Face à l’utilisation anarchique des aires de jeux et de récréation des établissements scolaires, pourtant prioritairement dédiées aux activités pédagogiques, éducatives et parascolaires, le ministre de l’Éducation nationale, Mama OMOROU, a décidé de renforcer la réglementation.
À travers la note circulaire n°601/2026/MEN/CAB/IGE du 2 mars 2026, le ministre instaure un cadre clair, rigoureux et obligatoire pour toute demande d’accès à ces espaces relevant du domaine scolaire.
Le principe est sans équivoque : « Ces infrastructures appartiennent au domaine scolaire. Elles servent en priorité l’apprentissage, l’encadrement et l’épanouissement des élèves. Ainsi, leur mise à disposition ne doit ni perturber le fonctionnement normal des établissements, ni compromettre la sécurité des apprenants et du personnel, ni détériorer les installations », a souligné le ministre Mama OMOROU.

Toute demande d’utilisation doit désormais suivre une procédure stricte. Aucune entité extérieure ne peut accéder aux lieux sans une autorisation écrite du chef d’établissement.
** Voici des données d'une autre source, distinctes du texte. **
// `Blob`: an in-memory, bounds-checked view over a header. A fixed prelude
// (magic, tag count, data length) followed by a variable-length run of
// fixed-size index entries and a data area, parsed straight off a byte
// buffer. `Blob` owns one buffer and hands out bounds-checked sub-slices;
// entries are decoded at the accessor, never cached pre-decoded.

use nom::{combinator::map, number::complete::be_i32, sequence::tuple, IResult};

use crate::bounds::{hdrchk_data, hdrchk_range, hdrchk_tags};
use crate::error::{HdrError, HdrResult, OrNotFound};
use crate::region::validate_region;
use crate::tags::{parse_entry, EntryInfo, ENTRY_SIZE, HEADER_MAGIC};
use crate::verify_info::verify_info;

/// A parsed, bounds-checked header blob.
///
/// Owns its bytes. Once constructed by [`hdrblob_init`] and validated, its
/// entries may be read but never mutated.
#[derive(Debug)]
pub struct Blob {
    bytes: Vec<u8>,
    pub region_tag: i32,
    pub exact_size: bool,
    pub il: i32,
    pub dl: i32,
    /// Region index-entry count; filled in by the region validator.
    pub ril: i32,
    /// Region data-area byte length; filled in by the region validator.
    pub rdl: i32,
}

fn t_word(buffer: &[u8]) -> IResult<&[u8], i32> {
    be_i32(buffer)
}

fn parse_prelude(buffer: &[u8]) -> IResult<&[u8], ([u8; 8], i32, i32)> {
    map(
        tuple((nom::bytes::complete::take(8usize), t_word, t_word)),
        |(magic, il, dl): (&[u8], i32, i32)| {
            let mut m = [0u8; 8];
            m.copy_from_slice(magic);
            (m, il, dl)
        },
    )(buffer)
}

/// Byte length of the fixed prelude every blob opens with: the 8-byte
/// magic sentinel plus the `il`/`dl` words.
const PRELUDE_SIZE: usize = 16;

impl Blob {
    pub fn pvlen(&self) -> usize {
        PRELUDE_SIZE + ENTRY_SIZE * self.il as usize + self.dl as usize
    }

    /// The raw index-entry area, `16 * il` bytes.
    pub fn pe_bytes(&self) -> &[u8] {
        let start = PRELUDE_SIZE;
        let end = start + ENTRY_SIZE * self.il as usize;
        &self.bytes[start..end]
    }

    /// The raw data area, `dl` bytes.
    pub fn data(&self) -> &[u8] {
        let start = PRELUDE_SIZE + ENTRY_SIZE * self.il as usize;
        &self.bytes[start..]
    }

    /// Decode index entry `i`, converting from network byte order on
    /// access. Bounds-checked against `il`.
    pub fn entry(&self, i: i32) -> HdrResult<EntryInfo> {
        if hdrchk_range(self.il - 1, i) {
            return Err(HdrError::Malformed(PRELUDE_SIZE + ENTRY_SIZE * i.max(0) as usize));
        }
        let start = i as usize * ENTRY_SIZE;
        let slice = &self.pe_bytes()[start..start + ENTRY_SIZE];
        let (_, entry) = parse_entry(slice).map_err(|_| HdrError::Malformed(start))?;
        Ok(entry)
    }

    /// Iterate the first `ril` entries (the immutable region's own index),
    /// used by the header-only digest.
    pub fn region_entries(&self) -> impl Iterator<Item = HdrResult<EntryInfo>> + '_ {
        (0..self.ril).map(move |i| self.entry(i))
    }

    /// Iterate entries `[ril, il)`: everything outside the immutable
    /// region, where header-only signatures/digests live.
    pub fn trailing_entries(&self) -> impl Iterator<Item = HdrResult<(i32, EntryInfo)>> + '_ {
        (self.ril..self.il).map(move |i| self.entry(i).map(|e| (i, e)))
    }

    /// Hand the owned buffer over to the caller, consuming the blob: after
    /// this call nothing inside the blob retains a reference into the
    /// bytes.
    pub fn into_bytes(self) -> Vec<u8> {
        self.bytes
    }
}

/// Build and fully validate a `Blob`.
///
/// `region_tag` is the tag the blob is expected to open with (the
/// immutable region for a package-file header, the signature region for
/// a signature header). `exact_size` requires the region to cover the
/// entire blob; only package-file metadata headers set this.
///
/// Returns `NotFound` (not an error) when the blob is otherwise
/// structurally sound but its first entry does not open with
/// `region_tag` -- the caller may treat this as "no region here".
pub fn hdrblob_init(buf: &[u8], region_tag: i32, exact_size: bool) -> HdrResult<OrNotFound<Blob>> {
    if buf.len() < 16 {
        return Err(HdrError::BadMagic);
    }

    let (rest, (magic, il, dl)) = parse_prelude(buf).map_err(|_| HdrError::BadMagic)?;
    let _ = rest;

    if magic != HEADER_MAGIC {
        return Err(HdrError::BadMagic);
    }
    if hdrchk_tags(il) {
        return Err(HdrError::BadTagCount(il));
    }
    if hdrchk_data(dl) {
        return Err(HdrError::BadDataLen(dl));
    }

    let pvlen = PRELUDE_SIZE + ENTRY_SIZE * il as usize + dl as usize;
    if buf.len() != pvlen {
        return Err(HdrError::BadBlobSize {
            uc: buf.len(),
            il,
            dl,
        });
    }

    let blob = Blob {
        bytes: buf.to_vec(),
        region_tag,
        exact_size,
        il,
        dl,
        ril: 0,
        rdl: 0,
    };

    let blob = match validate_region(blob)? {
        OrNotFound::Found(b) => b,
        OrNotFound::NotFound => return Ok(OrNotFound::NotFound),
    };

    verify_info(&blob)?;

    Ok(OrNotFound::Found(blob))
}

#[cfg(test)]
mod tests {
    use super::*;
    use pretty_assertions::assert_eq;

    fn word(v: i32) -> [u8; 4] {
        v.to_be_bytes()
    }

    fn minimal_signature_blob() -> Vec<u8> {
        // il=1, dl=16: one region-opening entry, whose data is the
        // 16-byte trailer pointing back at itself.
        let mut bytes = Vec::new();
        bytes.extend_from_slice(&HEADER_MAGIC);
        bytes.extend_from_slice(&word(1)); // il
        bytes.extend_from_slice(&word(16)); // dl
        bytes.extend_from_slice(&word(62)); // tag = region tag
        bytes.extend_from_slice(&word(7)); // type = BIN
        bytes.extend_from_slice(&word(0)); // offset
        bytes.extend_from_slice(&word(16)); // count
        bytes.extend_from_slice(&word(62)); // trailer tag
        bytes.extend_from_slice(&word(7)); // trailer type
        bytes.extend_from_slice(&word(-16)); // trailer offset
        bytes.extend_from_slice(&word(16)); // trailer count
        bytes
    }

    #[test]
    fn minimal_signature_header_is_ok() {
        let bytes = minimal_signature_blob();
        let blob = hdrblob_init(&bytes, 62, false).unwrap().found().unwrap();
        assert_eq!(blob.ril, 1);
        assert_eq!(blob.rdl, 16);
        assert_eq!(blob.pvlen(), bytes.len());
    }

    #[test]
    fn bad_magic_is_rejected() {
        let mut bytes = minimal_signature_blob();
        bytes[0] = 0;
        assert_eq!(
            hdrblob_init(&bytes, 62, false).unwrap_err(),
            HdrError::BadMagic
        );
    }

    #[test]
    fn wrong_blob_size_is_rejected() {
        let mut bytes = minimal_signature_blob();
        bytes.push(0);
        assert!(matches!(
            hdrblob_init(&bytes, 62, false).unwrap_err(),
            HdrError::BadBlobSize { .. }
        ));
    }

    #[test]
    fn unexpected_region_tag_is_not_found() {
        let bytes = minimal_signature_blob();
        let result = hdrblob_init(&bytes, 63, false).unwrap();
        assert!(result.is_not_found());
    }

    #[test]
    fn zero_tags_fails_before_region_check() {
        let mut bytes = Vec::new();
        bytes.extend_from_slice(&HEADER_MAGIC);
        bytes.extend_from_slice(&word(0));
        bytes.extend_from_slice(&word(0));
        assert_eq!(
            hdrblob_init(&bytes, 62, false).unwrap_err(),
            HdrError::BadTagCount(0)
        );
    }
}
L’avis conforme de l’inspection compétente est requis, et le cas échéant, l’accord de la direction régionale de l’éducation s’impose également.
Chaque requête doit être accompagnée d’un dossier complet précisant l’identité et le statut juridique de la structure, les coordonnées du responsable, l’objet de l’activité, la période et les horaires prévus, ainsi que les mesures de sécurité envisagées. Un engagement écrit de remise en état des lieux est exigé.
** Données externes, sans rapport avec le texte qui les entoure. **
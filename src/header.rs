// The owned `Header` object `header_import` produces from a validated
// `Blob`. Once imported, nothing in the header retains a reference into
// the original byte buffer: every entry's payload is copied out.

use std::collections::BTreeMap;

use crate::error::{HdrError, HdrResult};
use crate::tags::{TagType, TAG_HEADERIMMUTABLE};
use crate::verify_info::payload_byte_len;
use crate::Blob;

#[derive(Debug, Clone)]
pub struct HeaderEntry {
    pub ty: TagType,
    pub count: i32,
    pub data: Vec<u8>,
}

/// An independently reference-counted, fully owned header.
#[derive(Debug, Default)]
pub struct Header {
    entries: BTreeMap<i32, HeaderEntry>,
}

impl Header {
    /// `header_import`: copy every entry's payload out of a validated
    /// blob, plus synthesize the `HEADERIMMUTABLE` tag's self-contained
    /// region serialization (`ril`, `rdl`, the region's own index
    /// entries, and its data bytes -- the same ingredients the
    /// header-only digest covers, minus the leading magic, which the
    /// package-level digest step prepends itself).
    pub fn from_blob(blob: Blob) -> HdrResult<Header> {
        let mut entries = BTreeMap::new();

        let ril = blob.ril;
        let rdl = blob.rdl;
        let mut region_bytes = Vec::with_capacity(8 + 16 * ril as usize + rdl as usize);
        region_bytes.extend_from_slice(&ril.to_be_bytes());
        region_bytes.extend_from_slice(&rdl.to_be_bytes());
        region_bytes.extend_from_slice(&blob.pe_bytes()[0..16 * ril as usize]);
        region_bytes.extend_from_slice(&blob.data()[0..rdl as usize]);

        for i in 0..blob.il {
            let entry = blob.entry(i)?;
            let ty = TagType::from_u32(entry.ty).ok_or(HdrError::BadEntryType {
                tag: entry.tag,
                ty: entry.ty,
            })?;
            let len = payload_byte_len(blob.data(), ty, entry.offset, entry.count)?;
            let start = entry.offset as usize;
            let data = blob.data()[start..start + len].to_vec();
            entries.insert(
                entry.tag,
                HeaderEntry {
                    ty,
                    count: entry.count,
                    data,
                },
            );
        }

        entries.insert(
            TAG_HEADERIMMUTABLE,
            HeaderEntry {
                ty: TagType::Bin,
                count: region_bytes.len() as i32,
                data: region_bytes,
            },
        );

        Ok(Header { entries })
    }

    pub fn is_entry(&self, tag: i32) -> bool {
        self.entries.contains_key(&tag)
    }

    pub fn get(&self, tag: i32) -> Option<&HeaderEntry> {
        self.entries.get(&tag)
    }

    /// Insert only when `tag` is not already present. Returns whether the
    /// insert happened, used by the legacy-signature merge to skip a tag
    /// the destination header already carries.
    pub fn put_if_absent(&mut self, tag: i32, entry: HeaderEntry) -> bool {
        if self.entries.contains_key(&tag) {
            return false;
        }
        self.entries.insert(tag, entry);
        true
    }

    pub fn put(&mut self, tag: i32, entry: HeaderEntry) {
        self.entries.insert(tag, entry);
    }
}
Par ailleurs, seules les activités éducatives, sportives, culturelles ou sociales, conformes aux valeurs de l’École togolaise, peuvent être autorisées. Elles doivent impérativement se tenir en dehors des heures de cours. En revanche, les activités commerciales, les obsèques, l’installation de funérarium, la cession non autorisée des espaces à un tiers ou toute initiative portant atteinte à la sécurité et à la moralité des élèves sont formellement proscrites.
La responsabilité est également clarifiée. Le chef d’établissement demeure garant du domaine scolaire, tandis que la structure bénéficiaire assume l’entière responsabilité des dommages matériels ou incidents survenus durant l’activité. Les réparations éventuelles lui incombent.
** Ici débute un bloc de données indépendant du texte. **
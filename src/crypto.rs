//! Low-level cryptographic operations.
//!
//! This module and `keys` are the only places that touch `ring` and `p256`
//! directly. Everything above works through [`AeadCipher`] and the ECIES
//! helpers exposed here.
//!
//! Primitive choices:
//! - **Symmetric cipher**: AES-256-GCM. The 96-bit nonce is the IV that
//!   travels in the envelope.
//! - **Asymmetric cipher**: ECIES over P-256. Ephemeral-static ECDH,
//!   HKDF-SHA256 keyed by the shared secret and salted with the ephemeral
//!   point, then AES-256-GCM.
//! - **Randomness**: `ring::rand::SystemRandom`, nothing else.

use p256::elliptic_curve::sec1::ToEncodedPoint;
use ring::aead::{self, Aad, LessSafeKey, Nonce, UnboundKey, AES_256_GCM};
use ring::rand::{SecureRandom, SystemRandom};

use crate::error::GateError;
use crate::keys::{self, PrivateKey, PublicKey};

/// The AEAD algorithm used for every transform.
const ALGORITHM: &aead::Algorithm = &AES_256_GCM;

/// Size of the nonce / IV in bytes (96 bits).
pub const NONCE_LEN: usize = 12;

/// Size of a symmetric key in bytes (256 bits).
pub const KEY_LEN: usize = 32;

/// Size of an uncompressed SEC1 P-256 point.
pub const POINT_LEN: usize = 65;

/// Fill `buf` from the system random source.
pub(crate) fn fill_random(buf: &mut [u8]) -> Result<(), GateError> {
    SystemRandom::new()
        .fill(buf)
        .map_err(|_| GateError::Crypto("randomness source failed".to_string()))
}

/// Generate a fresh symmetric key.
pub(crate) fn generate_random_key() -> Result<[u8; KEY_LEN], GateError> {
    let mut key = [0u8; KEY_LEN];
    fill_random(&mut key)?;
    Ok(key)
}

/// An AES-256-GCM cipher initialised for one transform.
///
/// Built in encrypt mode (the nonce is generated here) or decrypt mode (the
/// nonce comes from the envelope). The transform methods consume the
/// cipher, so a nonce is never used twice.
pub(crate) struct AeadCipher {
    key: LessSafeKey,
    nonce: [u8; NONCE_LEN],
}

impl AeadCipher {
    pub(crate) fn init_encrypt(key_bytes: &[u8; KEY_LEN]) -> Result<Self, GateError> {
        let mut nonce = [0u8; NONCE_LEN];
        fill_random(&mut nonce)?;
        Self::with_nonce(key_bytes, nonce)
    }

    pub(crate) fn init_decrypt(
        key_bytes: &[u8; KEY_LEN],
        iv: [u8; NONCE_LEN],
    ) -> Result<Self, GateError> {
        Self::with_nonce(key_bytes, iv)
    }

    fn with_nonce(key_bytes: &[u8; KEY_LEN], nonce: [u8; NONCE_LEN]) -> Result<Self, GateError> {
        let unbound = UnboundKey::new(ALGORITHM, key_bytes)
            .map_err(|_| GateError::Crypto("invalid key".to_string()))?;
        Ok(Self {
            key: LessSafeKey::new(unbound),
            nonce,
        })
    }

    /// The IV this cipher was initialised with.
    pub(crate) fn iv(&self) -> [u8; NONCE_LEN] {
        self.nonce
    }

    /// Encrypt `plaintext`. Returns ciphertext with the GCM tag appended.
    pub(crate) fn encrypt(self, plaintext: &[u8]) -> Result<Vec<u8>, GateError> {
        let mut output = Vec::with_capacity(plaintext.len() + ALGORITHM.tag_len());
        output.extend_from_slice(plaintext);
        self.key
            .seal_in_place_append_tag(
                Nonce::assume_unique_for_key(self.nonce),
                Aad::empty(),
                &mut output,
            )
            .map_err(|_| GateError::Crypto("exception while encoding with cipher".to_string()))?;
        Ok(output)
    }

    /// Decrypt `ciphertext` (tag appended). Wrong key, wrong IV or tampered
    /// input all fail the tag check; no partial plaintext is returned.
    pub(crate) fn decrypt(self, ciphertext: &[u8]) -> Result<Vec<u8>, GateError> {
        let mut payload = ciphertext.to_vec();
        let plaintext = self
            .key
            .open_in_place(
                Nonce::assume_unique_for_key(self.nonce),
                Aad::empty(),
                &mut payload,
            )
            .map_err(|_| GateError::Crypto("exception while decoding with cipher".to_string()))?;
        Ok(plaintext.to_vec())
    }
}

/// Explicit parameters bound to a public key for ECIES.
#[derive(Debug, Clone, Copy, PartialEq, Eq)]
pub(crate) struct EciesParams {
    /// HKDF info label; both sides must agree on it.
    pub kdf_info: &'static str,
}

impl EciesParams {
    pub(crate) const P256_HKDF_SHA256_AES256GCM: Self = Self {
        kdf_info: "biogate:ecies:p256:hkdf-sha256:aes-256-gcm",
    };
}

/// Encrypt `plaintext` to `recipient`.
///
/// # Layout of returned bytes
/// ```text
/// [ ephemeral point (65 bytes) ][ nonce (12 bytes) ][ ciphertext + GCM tag ]
/// ```
pub(crate) fn ecies_encrypt(
    recipient: &PublicKey,
    params: &EciesParams,
    plaintext: &[u8],
) -> Result<Vec<u8>, GateError> {
    let ephemeral = keys::generate_private_key()?;
    let ephemeral_point = ephemeral.public_key().to_sec1_bytes();

    let shared = p256::ecdh::diffie_hellman(
        ephemeral.inner().to_nonzero_scalar(),
        recipient.inner().as_affine(),
    );
    let wrapping = keys::derive_key(
        shared.raw_secret_bytes().as_slice(),
        &ephemeral_point,
        params.kdf_info,
    )?;

    let cipher = AeadCipher::init_encrypt(wrapping.as_bytes())?;
    let iv = cipher.iv();
    let sealed = cipher.encrypt(plaintext)?;

    let mut output = Vec::with_capacity(POINT_LEN + NONCE_LEN + sealed.len());
    output.extend_from_slice(&ephemeral_point);
    output.extend_from_slice(&iv);
    output.extend_from_slice(&sealed);
    Ok(output)
}

/// Decrypt a blob produced by [`ecies_encrypt`] with the recipient's
/// private key.
pub(crate) fn ecies_decrypt(
    private: &PrivateKey,
    params: &EciesParams,
    blob: &[u8],
) -> Result<Vec<u8>, GateError> {
    if blob.len() < POINT_LEN + NONCE_LEN + ALGORITHM.tag_len() {
        return Err(GateError::Crypto("ciphertext too short".to_string()));
    }
    let (point, rest) = blob.split_at(POINT_LEN);
    let (iv, sealed) = rest.split_at(NONCE_LEN);

    let ephemeral = p256::PublicKey::from_sec1_bytes(point)
        .map_err(|_| GateError::Crypto("invalid ephemeral point".to_string()))?;
    let shared = p256::ecdh::diffie_hellman(
        private.inner().to_nonzero_scalar(),
        ephemeral.as_affine(),
    );
    let wrapping = keys::derive_key(
        shared.raw_secret_bytes().as_slice(),
        ephemeral.to_encoded_point(false).as_bytes(),
        params.kdf_info,
    )?;

    let iv: [u8; NONCE_LEN] = iv
        .try_into()
        .map_err(|_| GateError::Crypto("invalid nonce".to_string()))?;
    AeadCipher::init_decrypt(wrapping.as_bytes(), iv)?.decrypt(sealed)
}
Les inspections et directions régionales veilleront à l’application stricte de ces dispositions. Tout manquement entraînera le retrait immédiat de l’autorisation, des sanctions administratives et, si nécessaire, des poursuites conformément aux textes en vigueur.
À travers cette décision, le ministère envoie un signal fort : « L’école n’est ni une salle polyvalente ni un espace à usage opportuniste. Elle est un sanctuaire de formation. Désormais, chaque demande sera examinée avec rigueur. » Une nouvelle ère de discipline s’ouvre donc pour les espaces scolaires, et nul ne pourra désormais ignorer les règles du jeu.